The power windows standard on both the Santa Fe and the QX30 have locks to prevent small children from operating them. When the lock on the Santa Fe is engaged the driver can still operate all of the windows, for instance to close one opened by a child. The QX30 prevents the driver from operating the other windows just as it does the other passengers.
To improve rear visibility by keeping the rear window clear, the Santa Fe has a standard rear fixed intermittent wiper with a full on position. The rear wiper standard on the QX30 only has an intermittent setting, so in a hard rain visibility isn’t as good.
To shield the driver and front passenger’s vision over a larger portion of the windshield and side windows, the Santa Fe has standard extendable sun visors. The QX30 doesn’t offer extendable visors.
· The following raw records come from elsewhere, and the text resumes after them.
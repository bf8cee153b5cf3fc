//! Bytecode for a single function, with line information.

use serde::{Deserialize, Serialize};

use super::OpCode;

/// Encoded instructions of one function.
///
/// `lines` runs parallel to `code`: every byte, operand bytes included,
/// carries the source line it was emitted for.
#[derive(Debug, Clone, Default, PartialEq, Eq, Serialize, Deserialize)]
pub struct BytecodeChunk {
    code: Vec<u8>,
    lines: Vec<u32>,
}

impl BytecodeChunk {
    pub fn new() -> Self {
        Self::default()
    }

    pub fn write_op(&mut self, op: OpCode, line: u32) {
        self.write_byte(op.into(), line);
    }

    pub fn write_byte(&mut self, byte: u8, line: u32) {
        self.code.push(byte);
        self.lines.push(line);
    }

    /// Write a 16-bit operand (big-endian).
    pub fn write_u16(&mut self, value: u16, line: u32) {
        for byte in value.to_be_bytes() {
            self.write_byte(byte, line);
        }
    }

    /// Write a 32-bit operand (big-endian).
    pub fn write_u32(&mut self, value: u32, line: u32) {
        for byte in value.to_be_bytes() {
            self.write_byte(byte, line);
        }
    }

    /// Overwrite a previously written 32-bit operand.
    pub fn patch_u32(&mut self, offset: usize, value: u32) {
        self.code[offset..offset + 4].copy_from_slice(&value.to_be_bytes());
    }

    /// Offset the next byte will be written at.
    pub fn current_offset(&self) -> usize {
        self.code.len()
    }

    pub fn code(&self) -> &[u8] {
        &self.code
    }

    pub fn lines(&self) -> &[u32] {
        &self.lines
    }

    pub fn line_at(&self, offset: usize) -> Option<u32> {
        self.lines.get(offset).copied()
    }

    pub fn len(&self) -> usize {
        self.code.len()
    }

    pub fn is_empty(&self) -> bool {
        self.code.is_empty()
    }

    pub fn read_byte(&self, offset: usize) -> Option<u8> {
        self.code.get(offset).copied()
    }

    pub fn read_u16(&self, offset: usize) -> Option<u16> {
        let bytes = self.code.get(offset..offset + 2)?;
        Some(u16::from_be_bytes([bytes[0], bytes[1]]))
    }

    pub fn read_u32(&self, offset: usize) -> Option<u32> {
        let bytes = self.code.get(offset..offset + 4)?;
        Some(u32::from_be_bytes([bytes[0], bytes[1], bytes[2], bytes[3]]))
    }

    pub fn read_op(&self, offset: usize) -> Option<OpCode> {
        self.read_byte(offset).and_then(OpCode::from_u8)
    }

    /// Offsets and opcodes of every instruction, skipping operands.
    pub fn instructions(&self) -> Vec<(usize, OpCode)> {
        let mut out = Vec::new();
        let mut offset = 0;
        while offset < self.code.len() {
            match self.read_op(offset) {
                Some(op) => {
                    out.push((offset, op));
                    offset += 1 + op.operand_size();
                }
                None => offset += 1,
            }
        }
        out
    }

    /// The opcode sequence, ignoring operands.
    pub fn opcodes(&self) -> Vec<OpCode> {
        self.instructions().into_iter().map(|(_, op)| op).collect()
    }

    /// Check that this chunk holds exactly the given opcode sequence.
    #[track_caller]
    pub fn assert_opcodes(&self, expected: &[OpCode]) {
        let actual = self.opcodes();
        assert_eq!(
            actual,
            expected,
            "Bytecode mismatch.\nExpected: {:?}\nActual:   {:?}",
            expected.iter().map(|op| op.name()).collect::<Vec<_>>(),
            actual.iter().map(|op| op.name()).collect::<Vec<_>>(),
        );
    }

    /// Check that the given opcodes appear in order, not necessarily adjacent.
    #[track_caller]
    pub fn assert_contains_opcodes(&self, expected: &[OpCode]) {
        let actual = self.opcodes();
        let mut wanted = expected.iter().peekable();
        for op in &actual {
            if wanted.peek() == Some(&op) {
                wanted.next();
            }
        }
        if wanted.peek().is_some() {
            let remaining: Vec<_> = wanted.map(|op| op.name()).collect();
            panic!(
                "Missing opcodes in sequence.\nExpected to find: {:?}\nActual bytecode:  {:?}",
                remaining,
                actual.iter().map(|op| op.name()).collect::<Vec<_>>(),
            );
        }
    }
}
//! Mica
//!
//! Compiler and virtual machine for Mica, a small class-based C-like
//! teaching language.
//!
//! The pipeline lives in the workspace crates ([`mica_parser`] for syntax,
//! [`mica_compiler`] for analysis and bytecode); this crate ties them
//! together in a [`Driver`] and executes the result on a [`vm::Vm`].
//!
//! ## Example
//!
//! ```
//! use mica::{CompileOptions, Driver};
//!
//! let driver = Driver::new(CompileOptions::default());
//! let compilation = driver
//!     .compile_source("void main() { int i; i = 6; write(i * 7); }")
//!     .unwrap();
//! let execution = driver.run(&compilation.module, "".as_bytes());
//! assert_eq!(execution.stdout, "42\n");
//! ```

pub mod driver;
pub mod vm;

pub use driver::{CompileFailure, CompileOptions, Compilation, Driver, Execution};
pub use mica_compiler::BytecodeModule;
pub use mica_core::{Diagnostic, DiagnosticKind, MicaError, RuntimeError};
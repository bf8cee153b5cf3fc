//! Expression nodes.
//!
//! Every expression carries an [`ExprId`], unique within one [`Program`],
//! so later phases can attach facts (such as resolved types) in side tables
//! without mutating the arena-allocated tree.
//!
//! [`Program`]: crate::ast::Program

use crate::ast::types::{Ident, TypeExpr};
use crate::ast::{BinaryOp, UnaryOp};
use mica_core::Span;

/// Identity of an expression node, assigned in parse order starting at 0.
#[derive(Debug, Clone, Copy, PartialEq, Eq, Hash, PartialOrd, Ord)]
pub struct ExprId(pub u32);

#[derive(Debug, Clone, Copy, PartialEq)]
pub struct Expr<'ast> {
    pub id: ExprId,
    pub kind: ExprKind<'ast>,
    pub span: Span,
}

impl<'ast> Expr<'ast> {
    pub fn span(&self) -> Span {
        self.span
    }

    /// Whether the expression names a storage location.
    pub fn is_designator(&self) -> bool {
        matches!(
            self.kind,
            ExprKind::Name(_) | ExprKind::Field(_) | ExprKind::Index(_)
        )
    }
}

#[derive(Debug, Clone, Copy, PartialEq)]
pub enum ExprKind<'ast> {
    Literal(Literal<'ast>),
    /// A bare name: local, parameter, field of `this` or global.
    Name(Ident<'ast>),
    /// `object.field`
    Field(&'ast FieldExpr<'ast>),
    /// `array[index]`
    Index(&'ast IndexExpr<'ast>),
    /// `f(args)` or `object.m(args)`
    Call(&'ast CallExpr<'ast>),
    Unary(&'ast UnaryExpr<'ast>),
    Binary(&'ast BinaryExpr<'ast>),
    /// `(T) operand`
    Cast(&'ast CastExpr<'ast>),
    /// `new C()`
    NewObject(Ident<'ast>),
    /// `new T[length]`
    NewArray(&'ast NewArrayExpr<'ast>),
}

#[derive(Debug, Clone, Copy, PartialEq)]
pub enum Literal<'ast> {
    Int(i32),
    Double(f64),
    Char(char),
    Bool(bool),
    String(&'ast str),
    Null,
}

#[derive(Debug, Clone, Copy, PartialEq)]
pub struct FieldExpr<'ast> {
    pub object: &'ast Expr<'ast>,
    pub field: Ident<'ast>,
}

#[derive(Debug, Clone, Copy, PartialEq)]
pub struct IndexExpr<'ast> {
    pub array: &'ast Expr<'ast>,
    pub index: &'ast Expr<'ast>,
}

#[derive(Debug, Clone, Copy, PartialEq)]
pub struct CallExpr<'ast> {
    /// The object for `object.m(...)`; `None` for a bare call.
    pub receiver: Option<&'ast Expr<'ast>>,
    pub name: Ident<'ast>,
    pub args: &'ast [&'ast Expr<'ast>],
}

#[derive(Debug, Clone, Copy, PartialEq)]
pub struct UnaryExpr<'ast> {
    pub op: UnaryOp,
    pub operand: &'ast Expr<'ast>,
}

#[derive(Debug, Clone, Copy, PartialEq)]
pub struct BinaryExpr<'ast> {
    pub op: BinaryOp,
    pub lhs: &'ast Expr<'ast>,
    pub rhs: &'ast Expr<'ast>,
}

#[derive(Debug, Clone, Copy, PartialEq)]
pub struct CastExpr<'ast> {
    pub target: TypeExpr<'ast>,
    pub operand: &'ast Expr<'ast>,
}

#[derive(Debug, Clone, Copy, PartialEq)]
pub struct NewArrayExpr<'ast> {
    /// Element type; never itself an array.
    pub element: TypeExpr<'ast>,
    pub length: &'ast Expr<'ast>,
}
//! Runtime values.

use std::cmp::Ordering;
use std::fmt;
use std::rc::Rc;

use mica_compiler::ValueKind;

use super::memory::Handle;

/// A value on the operand stack, in a slot, or inside a heap object.
#[derive(Debug, Clone, PartialEq)]
pub enum Value {
    Int(i32),
    Double(f64),
    Char(char),
    Bool(bool),
    Str(Rc<str>),
    Null,
    Ref(Handle),
}

impl Value {
    /// The value an uninitialized slot of this kind holds.
    pub fn default_for(kind: ValueKind) -> Self {
        match kind {
            ValueKind::Int => Value::Int(0),
            ValueKind::Double => Value::Double(0.0),
            ValueKind::Char => Value::Char('\0'),
            ValueKind::Bool => Value::Bool(false),
            ValueKind::String | ValueKind::Reference => Value::Null,
        }
    }

    pub fn type_name(&self) -> &'static str {
        match self {
            Value::Int(_) => "int",
            Value::Double(_) => "double",
            Value::Char(_) => "char",
            Value::Bool(_) => "bool",
            Value::Str(_) => "string",
            Value::Null => "null",
            Value::Ref(_) => "reference",
        }
    }

    pub fn as_int(&self) -> Option<i32> {
        match self {
            Value::Int(v) => Some(*v),
            _ => None,
        }
    }

    pub fn as_double(&self) -> Option<f64> {
        match self {
            Value::Double(v) => Some(*v),
            _ => None,
        }
    }

    pub fn as_char(&self) -> Option<char> {
        match self {
            Value::Char(c) => Some(*c),
            _ => None,
        }
    }

    pub fn as_bool(&self) -> Option<bool> {
        match self {
            Value::Bool(b) => Some(*b),
            _ => None,
        }
    }

    pub fn is_null(&self) -> bool {
        matches!(self, Value::Null)
    }

    /// Ordering used by `< <= > >=`; `None` for operands that do not compare.
    pub fn compare(&self, other: &Value) -> Option<Ordering> {
        match (self, other) {
            (Value::Int(a), Value::Int(b)) => Some(a.cmp(b)),
            (Value::Double(a), Value::Double(b)) => a.partial_cmp(b),
            (Value::Char(a), Value::Char(b)) => Some(a.cmp(b)),
            _ => None,
        }
    }
}

/// The text `write` prints.
impl fmt::Display for Value {
    fn fmt(&self, f: &mut fmt::Formatter<'_>) -> fmt::Result {
        match self {
            Value::Int(v) => write!(f, "{v}"),
            Value::Double(v) => write!(f, "{v}"),
            Value::Char(c) => write!(f, "{c}"),
            Value::Bool(b) => write!(f, "{b}"),
            Value::Str(s) => f.write_str(s),
            Value::Null => f.write_str("null"),
            Value::Ref(handle) => write!(f, "<object {handle}>"),
        }
    }
}

#[cfg(test)]
mod tests {
    use super::*;

    #[test]
    fn defaults_follow_the_slot_kind() {
        assert_eq!(Value::default_for(ValueKind::Int), Value::Int(0));
        assert_eq!(Value::default_for(ValueKind::Bool), Value::Bool(false));
        assert!(Value::default_for(ValueKind::String).is_null());
        assert!(Value::default_for(ValueKind::Reference).is_null());
    }

    #[test]
    fn printing() {
        assert_eq!(Value::Int(-4).to_string(), "-4");
        assert_eq!(Value::Double(2.5).to_string(), "2.5");
        assert_eq!(Value::Double(3.0).to_string(), "3");
        assert_eq!(Value::Char('z').to_string(), "z");
        assert_eq!(Value::Bool(true).to_string(), "true");
        assert_eq!(Value::Str("hi".into()).to_string(), "hi");
        assert_eq!(Value::Null.to_string(), "null");
    }

    #[test]
    fn comparisons() {
        assert_eq!(Value::Int(1).compare(&Value::Int(2)), Some(Ordering::Less));
        assert_eq!(
            Value::Char('b').compare(&Value::Char('a')),
            Some(Ordering::Greater)
        );
        assert_eq!(Value::Double(f64::NAN).compare(&Value::Double(1.0)), None);
        assert_eq!(Value::Int(1).compare(&Value::Double(1.0)), None);
    }

    #[test]
    fn strings_compare_by_content() {
        assert_eq!(Value::Str("a".into()), Value::Str(Rc::from("a")));
        assert_ne!(Value::Str("a".into()), Value::Null);
    }
}
#[cfg(test)]
mod tests {
    use super::*;
    use bumpalo::Bump;
    use mica_compiler::{BytecodeBackend, analyze, generate};
    use mica_parser::Parser;

    fn compile(source: &str) -> BytecodeModule {
        let arena = Bump::new();
        let program = Parser::parse(source, &arena).expect("parse");
        let analysis = analyze(&program);
        assert!(analysis.is_ok(), "{}", analysis.diagnostics);
        generate(&program, &analysis, BytecodeBackend::default(), None).expect("generate")
    }

    fn run_with_input(source: &str, input: &str) -> (String, Result<()>) {
        let module = compile(source);
        let mut out = Vec::new();
        let result = Vm::new(&module).run(input.as_bytes(), &mut out);
        (String::from_utf8(out).expect("utf-8"), result)
    }

    fn run(source: &str) -> (String, Result<()>) {
        run_with_input(source, "")
    }

    fn output(source: &str) -> String {
        let (out, result) = run(source);
        result.expect("program runs");
        out
    }

    #[test]
    fn integer_arithmetic_wraps() {
        let out = output(
            "void main() { int x; x = 2147483647; write(x + 1); write(7 / 2); write(-7 % 3); }",
        );
        assert_eq!(out, "-2147483648\n3\n-1\n");
    }

    #[test]
    fn doubles_and_widening() {
        let out = output("void main() { double d; d = 1; write(d / 4); write(3 * 0.5); }");
        assert_eq!(out, "0.25\n1.5\n");
    }

    #[test]
    fn double_division_by_zero_is_infinite() {
        assert_eq!(output("void main() { write(1.0 / 0.0); }"), "inf\n");
    }

    #[test]
    fn integer_division_by_zero_fails() {
        let (_, result) = run("void main() { int z; z = 0;\n write(5 / z); }");
        assert_eq!(result, Err(RuntimeError::DivisionByZero { line: 2 }));
    }

    #[test]
    fn arrays_are_bounds_checked() {
        let (out, result) = run(
            "void main() { int[] a; a = new int[3]; a[1] = 4; write(a[1] + len(a));\n a[3] = 1; }",
        );
        assert_eq!(out, "7\n");
        assert_eq!(
            result,
            Err(RuntimeError::IndexOutOfBounds {
                index: 3,
                len: 3,
                line: 2
            })
        );
    }

    #[test]
    fn negative_array_size_fails() {
        let (_, result) = run("void main() { int[] a; a = new int[0 - 2]; }");
        assert!(matches!(
            result,
            Err(RuntimeError::NegativeArraySize { size: -2, .. })
        ));
    }

    #[test]
    fn null_field_access_fails() {
        let (_, result) = run("class P { int x; } void main() { P p; write(p.x); }");
        assert!(matches!(result, Err(RuntimeError::NullReference { .. })));
    }

    #[test]
    fn objects_keep_their_fields() {
        let out = output(
            "class Counter { int n; void bump() { n = n + 1; } int get() { return n; } }
             void main() { Counter c; c = new Counter(); c.bump(); c.bump(); write(c.get()); }",
        );
        assert_eq!(out, "2\n");
    }

    #[test]
    fn method_call_on_null_receiver_fails() {
        let (_, result) = run(
            "class Counter { int n; int get() { return n; } } \
             void main() { Counter c; write(c.get()); }",
        );
        assert!(matches!(result, Err(RuntimeError::NullReference { .. })));
    }

    #[test]
    fn recursion() {
        let out = output(
            "int fact(int n) { if (n <= 1) { return 1; } return n * fact(n - 1); }
             void main() { write(fact(10)); }",
        );
        assert_eq!(out, "3628800\n");
    }

    #[test]
    fn unbounded_recursion_overflows() {
        let (_, result) =
            run("int down(int n) { return down(n + 1); } void main() { write(down(0)); }");
        assert!(matches!(
            result,
            Err(RuntimeError::StackOverflow { depth: MAX_FRAMES, .. })
        ));
    }

    #[test]
    fn read_parses_tokens_by_type() {
        let (out, result) = run_with_input(
            "void main() { int i; double d; char c; bool b; string s;
               read(i); read(d); read(c); read(b); read(s);
               write(i + 1); write(d); write(c); write(b); write(s); }",
            "  41\n2.5 x\ttrue  hello\n",
        );
        result.expect("program runs");
        assert_eq!(out, "42\n2.5\nx\ntrue\nhello\n");
    }

    #[test]
    fn read_reports_bad_and_missing_input() {
        let source = "void main() { int i; read(i); }";
        let (_, result) = run_with_input(source, "abc");
        assert_eq!(
            result,
            Err(RuntimeError::InvalidInput {
                input: "abc".to_string(),
                expected: "int".to_string()
            })
        );
        let (_, result) = run_with_input(source, "   \n");
        assert_eq!(
            result,
            Err(RuntimeError::EndOfInput {
                expected: "int".to_string()
            })
        );
    }

    #[test]
    fn chars_convert_through_builtins() {
        assert_eq!(
            output("void main() { write(ord('A')); write(chr(98)); }"),
            "65\nb\n"
        );
    }

    #[test]
    fn uninitialized_string_prints_null() {
        assert_eq!(output("void main() { string s; write(s); }"), "null\n");
    }

    #[test]
    fn missing_entry_point() {
        let module = compile("int helper() { return 1; }");
        let result = Vm::new(&module).run(io::empty(), io::sink());
        assert_eq!(result, Err(RuntimeError::NoEntryPoint));
    }

    #[test]
    fn every_allocation_stays_on_the_heap() {
        let module = compile(
            "void main() { int i; int[] keep; keep = new int[1];
               i = 0; while (i < 50) { int[] tmp; tmp = new int[8]; i = i + 1; }
               write(len(keep)); }",
        );
        let mut out = Vec::new();
        let mut vm = Vm::new(&module);
        vm.run(io::empty(), &mut out).expect("program runs");
        assert_eq!(out, b"1\n");
        assert_eq!(vm.heap().len(), 51);
    }

    #[test]
    fn oversized_arrays_are_refused() {
        let module = compile("void main() {\n int[] a;\n a = new int[2147483647];\n}");
        let result = Vm::new(&module).run(io::empty(), io::sink());
        assert_eq!(
            result,
            Err(RuntimeError::ArrayTooLarge {
                size: i32::MAX,
                line: 3
            })
        );
    }

    #[test]
    fn tokens_span_buffer_refills() {
        let mut input = io::BufReader::with_capacity(2, "ab cdef".as_bytes());
        assert_eq!(next_token(&mut input).unwrap().as_deref(), Some("ab"));
        assert_eq!(next_token(&mut input).unwrap().as_deref(), Some("cdef"));
        assert_eq!(next_token(&mut input).unwrap(), None);
    }
}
Both the Santa Fe and the QX30 offer available heated front seats. The Santa Fe Ultimate also has standard heated second row seats to keep those passengers extremely comfortable in the winter. Heated rear seats aren’t available in the QX30.
Standard air-conditioned seats in the Santa Fe Ultimate keep the driver and front passenger comfortable and take the sting out of hot seats in summer. The QX30 doesn’t offer air-conditioned seats.
On extremely cold winter days, the Santa Fe Ultimate’s standard heated steering wheel provides comfort, allowing the driver to steer safely and comfortably before the vehicle heater warms up. The QX30 doesn’t offer a heated steering wheel.
The Santa Fe Ultimate has a 115-volt a/c outlet on the center console, allowing you to recharge a laptop or run small household appliances without special adapters that can break or get misplaced. The QX30 doesn’t offer a house-current electrical outlet.
The Hyundai Santa Fe outsold the Infiniti QX30 by over nine to one during 2017.